Enfance Rouge – Bar-Bari

Fra un disco del cazzo e uno senza spina dorsale ogni tanto spuntano queste meravigliose chicche della Wallace Records che non smetterà mai di stupirmi.

Mai dire mai?

Vero, ma finora è andata cosi, se l’aria dovesse cambiare allora ritirerò il mai e piangerò sul vinile versato.

Per ora mi godo queste uscite, allucinate e lerce che l’etichetta continua a sfornare. Otto brani per l’Enfance Rouge trio italo-francese che intitola il suo lavoro “Bar–Bari”, gioco di parole dalle multiple interpretazioni. Ma al di la di giochi linguistici la cosa interessante è il suono malato e perverso di questa band.

Percussioni cupe, voce roca e musica quasi minimale che lascia la possibilità di violare la singola verginità di ogni strumento. Ci si può avvicinare senza rimanere scottati, se mantenuta una distanza di sicurezza. La lingua scelta è il francese, il connubio fra Montenegro e Puglia produce un album elettrico che scorre come mescalina nelle vene.

Le parti ritmiche ricordano i Bachi Da Pietra, anche’essi su Wallace Records, mentre la voce è molto più sporca e cattiva.

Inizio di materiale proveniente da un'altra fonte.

//! Core type definitions for categorical points and kernel outputs

use crate::core::{KernelError, Result};

/// Rectangular batch of categorical points stored row-major
///
/// Each row is one point; column `i` holds the category index chosen on
/// dimension `i`.
#[derive(Clone, Debug, PartialEq, Eq)]
pub struct PointBatch {
    data: Vec<usize>,
    n_points: usize,
    dim: usize,
}

impl PointBatch {
    /// Create a batch from a list of rows, all of which must share one length
    ///
    /// The dimensionality is taken from the first row, so an empty `rows`
    /// yields a 0-dimensional batch. Use [`PointBatch::with_dim`] when the
    /// row list may be empty.
    pub fn new(rows: Vec<Vec<usize>>) -> Result<Self> {
        let dim = rows.first().map(|r| r.len()).unwrap_or(0);
        Self::with_dim(dim, rows)
    }

    /// Create a batch of `dim`-dimensional points from a list of rows
    ///
    /// # Errors
    /// Returns `ShapeMismatch` if any row does not have length `dim`
    pub fn with_dim(dim: usize, rows: Vec<Vec<usize>>) -> Result<Self> {
        let n_points = rows.len();
        let mut data = Vec::with_capacity(n_points * dim);

        for row in rows {
            if row.len() != dim {
                return Err(KernelError::ShapeMismatch {
                    expected: dim,
                    actual: row.len(),
                });
            }
            data.extend(row);
        }

        Ok(Self {
            data,
            n_points,
            dim,
        })
    }

    /// Create a batch from flat row-major storage
    pub fn from_flat(data: Vec<usize>, n_points: usize, dim: usize) -> Result<Self> {
        if data.len() != n_points * dim {
            return Err(KernelError::ShapeMismatch {
                expected: n_points * dim,
                actual: data.len(),
            });
        }
        Ok(Self {
            data,
            n_points,
            dim,
        })
    }

    /// Create an empty batch with a fixed dimensionality
    pub fn empty(dim: usize) -> Self {
        Self {
            data: Vec::new(),
            n_points: 0,
            dim,
        }
    }

    /// Number of points in the batch
    pub fn len(&self) -> usize {
        self.n_points
    }

    /// Check if the batch holds no points
    pub fn is_empty(&self) -> bool {
        self.n_points == 0
    }

    /// Number of dimensions per point
    pub fn dim(&self) -> usize {
        self.dim
    }

    /// Get a single point
    ///
    /// # Panics
    /// Panics if index >= len()
    pub fn point(&self, i: usize) -> &[usize] {
        &self.data[i * self.dim..(i + 1) * self.dim]
    }

    /// Iterate over points in order
    pub fn iter(&self) -> impl Iterator<Item = &[usize]> + '_ {
        (0..self.n_points).map(move |i| self.point(i))
    }

    /// Extract dimension `j` as a single-column batch
    pub fn column(&self, j: usize) -> PointBatch {
        let data = self.iter().map(|p| p[j]).collect();
        PointBatch {
            data,
            n_points: self.n_points,
            dim: 1,
        }
    }

    /// Flat row-major view of the indices
    pub fn as_slice(&self) -> &[usize] {
        &self.data
    }
}

/// Dense row-major matrix of kernel values
#[derive(Clone, Debug, PartialEq)]
pub struct KernelMatrix {
    data: Vec<f64>,
    rows: usize,
    cols: usize,
}

impl KernelMatrix {
    /// Create a matrix with every entry set to `value`
    pub fn filled(rows: usize, cols: usize, value: f64) -> Self {
        Self {
            data: vec![value; rows * cols],
            rows,
            cols,
        }
    }

    /// Create a matrix from row-major storage
    pub fn from_vec(rows: usize, cols: usize, data: Vec<f64>) -> Result<Self> {
        if data.len() != rows * cols {
            return Err(KernelError::ShapeMismatch {
                expected: rows * cols,
                actual: data.len(),
            });
        }
        Ok(Self { data, rows, cols })
    }

    pub fn rows(&self) -> usize {
        self.rows
    }

    pub fn cols(&self) -> usize {
        self.cols
    }

    /// Get entry (i, j)
    ///
    /// # Panics
    /// Panics if the position is out of bounds
    pub fn get(&self, i: usize, j: usize) -> f64 {
        assert!(i < self.rows && j < self.cols, "Index ({i}, {j}) out of bounds");
        self.data[i * self.cols + j]
    }

    pub(crate) fn get_mut(&mut self, i: usize, j: usize) -> &mut f64 {
        &mut self.data[i * self.cols + j]
    }

    /// Get row `i`
    pub fn row(&self, i: usize) -> &[f64] {
        &self.data[i * self.cols..(i + 1) * self.cols]
    }

    /// Main diagonal (length min(rows, cols))
    pub fn diagonal(&self) -> Vec<f64> {
        (0..self.rows.min(self.cols)).map(|i| self.get(i, i)).collect()
    }

    /// Exact symmetry check; non-square matrices are never symmetric
    pub fn is_symmetric(&self) -> bool {
        if self.rows != self.cols {
            return false;
        }
        (0..self.rows).all(|i| (0..i).all(|j| self.get(i, j) == self.get(j, i)))
    }

    /// Flat row-major view of the values
    pub fn as_slice(&self) -> &[f64] {
        &self.data
    }
}

/// Result of a kernel evaluation: full cross matrix or paired diagonal
#[derive(Clone, Debug, PartialEq)]
pub enum KernelOutput {
    Full(KernelMatrix),
    Diagonal(Vec<f64>),
}

impl KernelOutput {
    /// Number of values held
    pub fn len(&self) -> usize {
        match self {
            KernelOutput::Full(m) => m.as_slice().len(),
            KernelOutput::Diagonal(d) => d.len(),
        }
    }

    pub fn is_empty(&self) -> bool {
        self.len() == 0
    }

    /// All values in row-major order
    pub fn values(&self) -> &[f64] {
        match self {
            KernelOutput::Full(m) => m.as_slice(),
            KernelOutput::Diagonal(d) => d,
        }
    }

    pub fn as_matrix(&self) -> Option<&KernelMatrix> {
        match self {
            KernelOutput::Full(m) => Some(m),
            KernelOutput::Diagonal(_) => None,
        }
    }

    pub fn as_diagonal(&self) -> Option<&[f64]> {
        match self {
            KernelOutput::Full(_) => None,
            KernelOutput::Diagonal(d) => Some(d),
        }
    }

    pub fn into_matrix(self) -> Option<KernelMatrix> {
        match self {
            KernelOutput::Full(m) => Some(m),
            KernelOutput::Diagonal(_) => None,
        }
    }

    pub fn into_diagonal(self) -> Option<Vec<f64>> {
        match self {
            KernelOutput::Full(_) => None,
            KernelOutput::Diagonal(d) => Some(d),
        }
    }
}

Sul brano più ossessivo spunta Bertrand Cantat, degli sfortunati Noir Desir, mentre nelle parti drogate il riferimento ai Velvet Underground è innegabile.

Un disco fatto, e “strafatto”, d’ossa robuste che dovreste mettere su in una di quelle orge che tanto desiderate la notte, mentre siete immersi nel fumo azzurrognolo della vostra ultima sigaretta prima di lasciarvi andare a sogni lascivi.